Essentially, our brains mature from back to front, and our “older, animal brains” are in the back. Critical thinking, judgement and impulse control are some of the last parts of the brain to be rounded out.
Neuroscience, like a teenage brain, is continually developing deeper connections but at present, there are still many holes in our understanding. Still, recognizing that your issues with your teen are not all derived around respect and authority may help you to come to better solutions.
As a parent you can:
Shift Your Expectations. Teens are going to mess up. It is part of the learning process. Expect that they will stumble and be there to support them when they do. Turn failures into learning experiences.
Promote Positive Risk Taking. Not all risk-taking is bad. This is how we grow and learn. A risk is a situation that could end in failure or discomfort. Encourage your teen to explore new situations like volunteering, getting a part-time job, or playing a competitive sport. Engineering a safe environment for your teen to take risks and fail or succeed can help to build lifelong character.
Discuss Their Changing Brains. Teenagers need to be included in the solution. Be realistic and acknowledge their growing independence while making clear the difference between negative and positive risk taking. Non-judgemental acceptance is an important factor towards building trust between you and your child. Remind them as author Minna Antrim wrote over a hundred years ago, “Experience is a great teacher, but she sends in terrific bills.”
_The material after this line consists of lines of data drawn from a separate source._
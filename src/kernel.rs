//! The composition root (C18): builds every singleton in dependency
//! order, then runs the startup validator, the background daemons, and
//! the HTTP listener until shutdown.

use crate::config::ConfigSnapshot;
use crate::cookies::CookieStore;
use crate::extractor::{ExtractorLivenessProbe, Invoker, ProcessInvoker, ProviderDispatcher};
use crate::jobs::JobStore;
use crate::ratelimit::TokenBucketLimiter;
use crate::readiness::ReadinessProbe;
use crate::routes::build_router;
use crate::scheduler::Scheduler;
use crate::startup::StartupValidator;
use crate::state::AppState;
use crate::storage::spawn_reaper;
use crate::worker::spawn_worker_pool;
use std::sync::Arc;
use std::time::Duration;
use tokio::sync::{watch, Mutex};
use tracing::{error, info};

pub struct GatewayKernel {
    config: Arc<ConfigSnapshot>,
    state: AppState,
}

impl GatewayKernel {
    /// Builds every singleton, in dependency order, and runs the one-time
    /// startup validation. Does not bind the listener or spawn daemons yet.
    pub async fn ignite(config: ConfigSnapshot) -> anyhow::Result<Self> {
        let config = Arc::new(config);

        let job_store = Arc::new(JobStore::new());
        let scheduler = Arc::new(Scheduler::new(
            config.downloads.queue_capacity,
            config.downloads.worker_concurrency,
        ));
        let cookie_store = Arc::new(CookieStore::new());
        let dispatcher = Arc::new(Mutex::new(ProviderDispatcher::new()));
        let rate_limiter = Arc::new(TokenBucketLimiter::new(
            config.rate_limiting.burst_capacity,
            config.rate_limiting.metadata_rpm,
            config.rate_limiting.download_rpm,
        ));
        let invoker: Arc<dyn Invoker> = Arc::new(ProcessInvoker {
            extractor_binary: config.extractor_binary.clone(),
            scripting_runtime_binary: config.scripting_runtime_binary.clone(),
        });
        let readiness = Arc::new(ReadinessProbe::new(config.clone(), cookie_store.clone()));

        let liveness_probe = ExtractorLivenessProbe {
            invoker: invoker.clone(),
            providers: config.providers.clone(),
            timeout: Duration::from_secs(config.timeouts.metadata_attempt_secs),
        };
        StartupValidator::run(&config, &cookie_store, &dispatcher, &liveness_probe).await?;

        let state = AppState::new(
            config.clone(),
            job_store,
            scheduler,
            cookie_store,
            dispatcher,
            rate_limiter,
            invoker,
            readiness,
        );

        Ok(Self { config, state })
    }

    /// Spawns the background daemons and the worker pool, binds the HTTP
    /// listener, and serves until a shutdown signal arrives. Daemons are
    /// cancelled and in-flight subprocess work is given a grace period
    /// before the process returns.
    pub async fn launch(self) -> anyhow::Result<()> {
        let (shutdown_tx, shutdown_rx) = watch::channel(false);

        let sweep_store = self.state.job_store.clone();
        let job_ttl_hours = self.config.downloads.job_ttl_hours;
        let mut sweep_shutdown = shutdown_rx.clone();
        let sweeper = tokio::spawn(async move {
            let mut ticker = tokio::time::interval(Duration::from_secs(3600));
            loop {
                tokio::select! {
                    _ = ticker.tick() => {
                        sweep_store
                            .sweep_expired(chrono::Duration::hours(job_ttl_hours as i64))
                            .await;
                    }
                    _ = sweep_shutdown.changed() => return,
                }
            }
        });

        spawn_reaper(
            self.config.storage.output_dir.clone(),
            self.state.job_store.clone(),
            self.config.storage.reaper_interval_secs,
            self.config.storage.cleanup_threshold_pct as f64,
            Duration::from_secs(self.config.storage.cleanup_age_hours * 3600),
        );

        let worker_handles = spawn_worker_pool(
            self.state.clone(),
            self.config.downloads.worker_concurrency,
            shutdown_rx.clone(),
        );

        let router = build_router(self.state.clone());
        let bind_addr = self.config.bind_addr()?;
        let listener = tokio::net::TcpListener::bind(bind_addr).await?;
        info!(%bind_addr, "gateway listening");

        let serve_result = axum::serve(listener, router)
            .with_graceful_shutdown(shutdown_signal())
            .await;

        let _ = shutdown_tx.send(true);
        sweeper.abort();

        let grace = Duration::from_secs(self.config.timeouts.subprocess_kill_grace_secs);
        match tokio::time::timeout(grace, futures_join_all(worker_handles)).await {
            Ok(_) => info!("workers drained cleanly"),
            Err(_) => error!("workers did not drain within the grace period"),
        }

        serve_result.map_err(|e| anyhow::anyhow!("server error: {e}"))
    }
}

async fn futures_join_all(handles: Vec<tokio::task::JoinHandle<()>>) {
    for handle in handles {
        let _ = handle.await;
    }
}

async fn shutdown_signal() {
    let ctrl_c = async {
        let _ = tokio::signal::ctrl_c().await;
    };

    #[cfg(unix)]
    let terminate = async {
        let mut signal = tokio::signal::unix::signal(tokio::signal::unix::SignalKind::terminate())
            .expect("failed to install SIGTERM handler");
        signal.recv().await;
    };

    #[cfg(not(unix))]
    let terminate = std::future::pending::<()>();

    tokio::select! {
        _ = ctrl_c => {}
        _ = terminate => {}
    }
}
Let Them Sleep In. Chemically, their clocks are shifting towards staying up and waking later. Unfortunately, many schools don’t account for this change with elementary level start times between 7-8 am. The weekends are their one refuge to align with their biological clocks. The National Institute of Health categorized young adults as a population at high risk for problem sleepiness, so do what you can to help them get as much sleep (8-9 hours a night) as possible. A full night of sleep can help students retain information learned the day before better and make better decisions the next.
Teach Presence. Teaching mindfulness practices like focused breathing, meditation or keeping a gratitude journal can help your teen stay positive under pressure. When impulsive or risky behavior crops up, they will have tools like presence and clarity of mind to deal with the stress.
Of course, their is no silver bullet to protect your teen as their brain remodels. Resist the urge to swaddle them in bubble wrap and lock them away in their room. Instead, treat them as the emerging adult they are becoming. One eye on their future, and one firmly planted on them and their new reality. In doing this, you can become a little less “annoying.”